▶ _Task input_
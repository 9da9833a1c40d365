// Triangle animation
//
// Three points 120° apart on a circle of radius 0.5, rotated by the
// animation phase `cycle` in [0, 1).

use glam::Vec2;
use std::f32::consts::TAU;
use std::time::Duration;

/// Vertices drawn per frame
pub const VERTEX_COUNT: usize = 3;

pub type TriangleVertices = [Vec2; VERTEX_COUNT];

/// Clip-space positions of the triangle's corners for the given phase.
pub fn triangle_vertices(cycle: f32) -> TriangleVertices {
    let mod_cycle = -cycle - 0.5;
    let alpha = mod_cycle * TAU;
    let beta = (mod_cycle + 1.0 / 3.0) * TAU;
    let gamma = (mod_cycle + 2.0 / 3.0) * TAU;

    [alpha, beta, gamma].map(|theta| Vec2::new(theta.sin() / 2.0, theta.cos() / 2.0))
}

/// Animation phase in [0, 1) after `elapsed` time with one rotation per `period`.
pub fn cycle_at(elapsed: Duration, period: Duration) -> f32 {
    if period.is_zero() {
        return 0.0;
    }
    let cycle = (elapsed.as_secs_f64() / period.as_secs_f64()).fract() as f32;
    // 0.99999999 rounds up to 1.0 in f32
    if cycle >= 1.0 {
        0.0
    } else {
        cycle
    }
}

▶ _Work required_
Above are the records; repeat exactly the lines from the one holding "let mod_cycle = -cycle - 0.5;" down to the one holding "let cycle = (elapsed.as_secs_f64()", end lines included.

▶ _Response below_
    let mod_cycle = -cycle - 0.5;
    let alpha = mod_cycle * TAU;
    let beta = (mod_cycle + 1.0 / 3.0) * TAU;
    let gamma = (mod_cycle + 2.0 / 3.0) * TAU;

    [alpha, beta, gamma].map(|theta| Vec2::new(theta.sin() / 2.0, theta.cos() / 2.0))
}

/// Animation phase in [0, 1) after `elapsed` time with one rotation per `period`.
pub fn cycle_at(elapsed: Duration, period: Duration) -> f32 {
    if period.is_zero() {
        return 0.0;
    }
    let cycle = (elapsed.as_secs_f64() / period.as_secs_f64()).fract() as f32;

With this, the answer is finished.